Exercise: All of the records should be given again exactly as they appear.

(Data supplied)

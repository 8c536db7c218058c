use chrono::{DateTime, Utc};
use serde::{Deserialize, Serialize};

#[derive(Debug, Clone, Serialize, Deserialize, PartialEq)]
#[serde(rename_all = "camelCase")]
pub struct WishlistItem {
    pub user_id: String,
    pub movie_id: String,
    pub title: String,
    pub poster_image: Option<String>,
    pub added_at: DateTime<Utc>,
}
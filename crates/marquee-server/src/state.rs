use marquee_config::Config;
use marquee_core::Services;
use std::sync::Arc;
use crate::cookies::CookieSettings;

/// Shared by every handler
#[derive(Clone)]
pub struct AppState {
    pub services: Services,
    pub cookies: Arc<CookieSettings>,
}

impl AppState {
    pub fn new(services: Services, config: &Config) -> Self {
        Self {
            services,
            cookies: Arc::new(CookieSettings::from_config(config)),
        }
    }
}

(End Data supplied)

Answer for the task:
repository 8c536db7c218058c
use chrono::{DateTime, Utc};
use serde::{Deserialize, Serialize};

#[derive(Debug, Clone, Serialize, Deserialize, PartialEq)]
#[serde(rename_all = "camelCase")]
pub struct WishlistItem {
    pub user_id: String,
    pub movie_id: String,
    pub title: String,
    pub poster_image: Option<String>,
    pub added_at: DateTime<Utc>,
}
filename crates/marquee-server/src/state.rs
use marquee_config::Config;
use marquee_core::Services;
use std::sync::Arc;
use crate::cookies::CookieSettings;

/// Shared by every handler
#[derive(Clone)]
pub struct AppState {
    pub services: Services,
    pub cookies: Arc<CookieSettings>,
}

impl AppState {
    pub fn new(services: Services, config: &Config) -> Self {
        Self {
            services,
            cookies: Arc::new(CookieSettings::from_config(config)),
        }
    }
}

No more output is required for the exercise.